PROBLEM DESCRIPTION
Print every line of the records below exactly as it reads.

EXCERPTED RECORDS
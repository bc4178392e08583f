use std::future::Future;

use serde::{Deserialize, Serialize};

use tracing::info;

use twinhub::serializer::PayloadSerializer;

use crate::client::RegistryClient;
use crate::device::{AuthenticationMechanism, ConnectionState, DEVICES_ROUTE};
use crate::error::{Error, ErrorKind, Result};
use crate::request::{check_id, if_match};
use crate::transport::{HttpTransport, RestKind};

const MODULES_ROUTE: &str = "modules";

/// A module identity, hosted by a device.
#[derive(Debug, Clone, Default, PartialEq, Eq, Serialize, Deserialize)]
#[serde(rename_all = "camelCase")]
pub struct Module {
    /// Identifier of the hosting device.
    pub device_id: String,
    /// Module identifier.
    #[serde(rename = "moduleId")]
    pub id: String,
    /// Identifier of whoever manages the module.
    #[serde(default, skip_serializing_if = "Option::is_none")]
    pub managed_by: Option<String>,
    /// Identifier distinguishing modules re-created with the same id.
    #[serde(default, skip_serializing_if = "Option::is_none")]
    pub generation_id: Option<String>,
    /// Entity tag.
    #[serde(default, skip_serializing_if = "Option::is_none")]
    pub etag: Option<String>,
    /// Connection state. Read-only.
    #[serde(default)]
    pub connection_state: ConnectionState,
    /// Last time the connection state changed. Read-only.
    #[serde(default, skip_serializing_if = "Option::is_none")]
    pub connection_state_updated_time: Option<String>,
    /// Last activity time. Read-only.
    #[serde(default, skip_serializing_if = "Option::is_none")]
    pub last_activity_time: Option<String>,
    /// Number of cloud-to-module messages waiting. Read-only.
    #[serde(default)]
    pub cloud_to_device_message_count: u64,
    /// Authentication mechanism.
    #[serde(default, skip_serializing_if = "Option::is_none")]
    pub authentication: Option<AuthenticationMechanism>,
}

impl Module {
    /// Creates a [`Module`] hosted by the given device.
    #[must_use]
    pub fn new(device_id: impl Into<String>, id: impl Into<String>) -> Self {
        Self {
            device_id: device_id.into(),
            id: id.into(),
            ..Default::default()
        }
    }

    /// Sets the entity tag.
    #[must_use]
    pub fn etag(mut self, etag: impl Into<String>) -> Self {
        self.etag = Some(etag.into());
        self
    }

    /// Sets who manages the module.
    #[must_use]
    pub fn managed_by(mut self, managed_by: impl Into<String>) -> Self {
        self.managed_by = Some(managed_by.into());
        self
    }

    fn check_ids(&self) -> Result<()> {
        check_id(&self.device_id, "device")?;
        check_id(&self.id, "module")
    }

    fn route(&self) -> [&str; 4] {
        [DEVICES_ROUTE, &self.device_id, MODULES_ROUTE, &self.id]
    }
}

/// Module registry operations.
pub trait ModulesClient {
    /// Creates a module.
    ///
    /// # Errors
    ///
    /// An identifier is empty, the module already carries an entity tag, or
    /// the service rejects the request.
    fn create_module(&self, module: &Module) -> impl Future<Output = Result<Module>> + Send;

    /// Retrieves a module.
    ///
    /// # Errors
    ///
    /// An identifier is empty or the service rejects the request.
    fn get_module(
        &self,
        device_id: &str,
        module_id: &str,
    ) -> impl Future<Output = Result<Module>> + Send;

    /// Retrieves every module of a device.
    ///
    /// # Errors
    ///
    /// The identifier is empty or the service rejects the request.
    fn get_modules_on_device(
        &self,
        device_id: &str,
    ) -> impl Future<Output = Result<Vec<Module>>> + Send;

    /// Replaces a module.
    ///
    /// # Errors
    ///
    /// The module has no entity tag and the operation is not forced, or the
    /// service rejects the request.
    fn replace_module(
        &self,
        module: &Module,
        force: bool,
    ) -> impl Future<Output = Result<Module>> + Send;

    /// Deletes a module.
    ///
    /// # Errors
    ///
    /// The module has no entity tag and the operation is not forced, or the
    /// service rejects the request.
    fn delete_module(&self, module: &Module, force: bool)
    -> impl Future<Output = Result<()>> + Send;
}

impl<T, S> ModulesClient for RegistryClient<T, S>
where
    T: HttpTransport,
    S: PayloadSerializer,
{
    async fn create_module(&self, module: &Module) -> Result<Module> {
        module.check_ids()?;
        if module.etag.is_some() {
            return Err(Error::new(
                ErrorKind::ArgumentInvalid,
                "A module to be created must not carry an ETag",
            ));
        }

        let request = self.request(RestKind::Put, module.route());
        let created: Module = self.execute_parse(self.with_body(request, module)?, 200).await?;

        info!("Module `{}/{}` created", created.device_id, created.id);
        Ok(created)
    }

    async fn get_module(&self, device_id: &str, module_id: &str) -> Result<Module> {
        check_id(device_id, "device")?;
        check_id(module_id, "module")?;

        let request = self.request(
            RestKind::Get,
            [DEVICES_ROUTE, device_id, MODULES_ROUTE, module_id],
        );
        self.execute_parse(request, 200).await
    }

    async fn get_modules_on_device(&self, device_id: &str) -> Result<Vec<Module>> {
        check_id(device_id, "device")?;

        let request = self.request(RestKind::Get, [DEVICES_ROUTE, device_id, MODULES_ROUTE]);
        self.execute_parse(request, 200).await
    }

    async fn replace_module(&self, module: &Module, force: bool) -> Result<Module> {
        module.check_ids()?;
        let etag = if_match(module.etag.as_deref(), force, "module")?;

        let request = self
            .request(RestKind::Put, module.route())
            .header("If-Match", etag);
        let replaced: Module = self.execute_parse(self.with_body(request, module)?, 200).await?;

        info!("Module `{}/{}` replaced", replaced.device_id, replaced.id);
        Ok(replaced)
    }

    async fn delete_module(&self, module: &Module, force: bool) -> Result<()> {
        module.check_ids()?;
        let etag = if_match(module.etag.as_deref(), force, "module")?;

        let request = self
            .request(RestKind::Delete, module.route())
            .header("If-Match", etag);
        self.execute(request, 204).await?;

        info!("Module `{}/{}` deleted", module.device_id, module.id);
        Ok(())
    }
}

SOLUTION
repository bc4178392e08583f
use std::future::Future;

use serde::{Deserialize, Serialize};

use tracing::info;

use twinhub::serializer::PayloadSerializer;

use crate::client::RegistryClient;
use crate::device::{AuthenticationMechanism, ConnectionState, DEVICES_ROUTE};
use crate::error::{Error, ErrorKind, Result};
use crate::request::{check_id, if_match};
use crate::transport::{HttpTransport, RestKind};

const MODULES_ROUTE: &str = "modules";

/// A module identity, hosted by a device.
#[derive(Debug, Clone, Default, PartialEq, Eq, Serialize, Deserialize)]
#[serde(rename_all = "camelCase")]
pub struct Module {
    /// Identifier of the hosting device.
    pub device_id: String,
    /// Module identifier.
    #[serde(rename = "moduleId")]
    pub id: String,
    /// Identifier of whoever manages the module.
    #[serde(default, skip_serializing_if = "Option::is_none")]
    pub managed_by: Option<String>,
    /// Identifier distinguishing modules re-created with the same id.
    #[serde(default, skip_serializing_if = "Option::is_none")]
    pub generation_id: Option<String>,
    /// Entity tag.
    #[serde(default, skip_serializing_if = "Option::is_none")]
    pub etag: Option<String>,
    /// Connection state. Read-only.
    #[serde(default)]
    pub connection_state: ConnectionState,
    /// Last time the connection state changed. Read-only.
    #[serde(default, skip_serializing_if = "Option::is_none")]
    pub connection_state_updated_time: Option<String>,
    /// Last activity time. Read-only.
    #[serde(default, skip_serializing_if = "Option::is_none")]
    pub last_activity_time: Option<String>,
    /// Number of cloud-to-module messages waiting. Read-only.
    #[serde(default)]
    pub cloud_to_device_message_count: u64,
    /// Authentication mechanism.
    #[serde(default, skip_serializing_if = "Option::is_none")]
    pub authentication: Option<AuthenticationMechanism>,
}

impl Module {
    /// Creates a [`Module`] hosted by the given device.
    #[must_use]
    pub fn new(device_id: impl Into<String>, id: impl Into<String>) -> Self {
        Self {
            device_id: device_id.into(),
            id: id.into(),
            ..Default::default()
        }
    }

    /// Sets the entity tag.
    #[must_use]
    pub fn etag(mut self, etag: impl Into<String>) -> Self {
        self.etag = Some(etag.into());
        self
    }

    /// Sets who manages the module.
    #[must_use]
    pub fn managed_by(mut self, managed_by: impl Into<String>) -> Self {
        self.managed_by = Some(managed_by.into());
        self
    }

    fn check_ids(&self) -> Result<()> {
        check_id(&self.device_id, "device")?;
        check_id(&self.id, "module")
    }

    fn route(&self) -> [&str; 4] {
        [DEVICES_ROUTE, &self.device_id, MODULES_ROUTE, &self.id]
    }
}

/// Module registry operations.
pub trait ModulesClient {
    /// Creates a module.
    ///
    /// # Errors
    ///
    /// An identifier is empty, the module already carries an entity tag, or
    /// the service rejects the request.
    fn create_module(&self, module: &Module) -> impl Future<Output = Result<Module>> + Send;

    /// Retrieves a module.
    ///
    /// # Errors
    ///
    /// An identifier is empty or the service rejects the request.
    fn get_module(
        &self,
        device_id: &str,
        module_id: &str,
    ) -> impl Future<Output = Result<Module>> + Send;

    /// Retrieves every module of a device.
    ///
    /// # Errors
    ///
    /// The identifier is empty or the service rejects the request.
    fn get_modules_on_device(
        &self,
        device_id: &str,
    ) -> impl Future<Output = Result<Vec<Module>>> + Send;

    /// Replaces a module.
    ///
    /// # Errors
    ///
    /// The module has no entity tag and the operation is not forced, or the
    /// service rejects the request.
    fn replace_module(
        &self,
        module: &Module,
        force: bool,
    ) -> impl Future<Output = Result<Module>> + Send;

    /// Deletes a module.
    ///
    /// # Errors
    ///
    /// The module has no entity tag and the operation is not forced, or the
    /// service rejects the request.
    fn delete_module(&self, module: &Module, force: bool)
    -> impl Future<Output = Result<()>> + Send;
}

impl<T, S> ModulesClient for RegistryClient<T, S>
where
    T: HttpTransport,
    S: PayloadSerializer,
{
    async fn create_module(&self, module: &Module) -> Result<Module> {
        module.check_ids()?;
        if module.etag.is_some() {
            return Err(Error::new(
                ErrorKind::ArgumentInvalid,
                "A module to be created must not carry an ETag",
            ));
        }

        let request = self.request(RestKind::Put, module.route());
        let created: Module = self.execute_parse(self.with_body(request, module)?, 200).await?;

        info!("Module `{}/{}` created", created.device_id, created.id);
        Ok(created)
    }

    async fn get_module(&self, device_id: &str, module_id: &str) -> Result<Module> {
        check_id(device_id, "device")?;
        check_id(module_id, "module")?;

        let request = self.request(
            RestKind::Get,
            [DEVICES_ROUTE, device_id, MODULES_ROUTE, module_id],
        );
        self.execute_parse(request, 200).await
    }

    async fn get_modules_on_device(&self, device_id: &str) -> Result<Vec<Module>> {
        check_id(device_id, "device")?;

        let request = self.request(RestKind::Get, [DEVICES_ROUTE, device_id, MODULES_ROUTE]);
        self.execute_parse(request, 200).await
    }

    async fn replace_module(&self, module: &Module, force: bool) -> Result<Module> {
        module.check_ids()?;
        let etag = if_match(module.etag.as_deref(), force, "module")?;

        let request = self
            .request(RestKind::Put, module.route())
            .header("If-Match", etag);
        let replaced: Module = self.execute_parse(self.with_body(request, module)?, 200).await?;

        info!("Module `{}/{}` replaced", replaced.device_id, replaced.id);
        Ok(replaced)
    }

    async fn delete_module(&self, module: &Module, force: bool) -> Result<()> {
        module.check_ids()?;
        let etag = if_match(module.etag.as_deref(), force, "module")?;

        let request = self
            .request(RestKind::Delete, module.route())
            .header("If-Match", etag);
        self.execute(request, 204).await?;

        info!("Module `{}/{}` deleted", module.device_id, module.id);
        Ok(())
    }
}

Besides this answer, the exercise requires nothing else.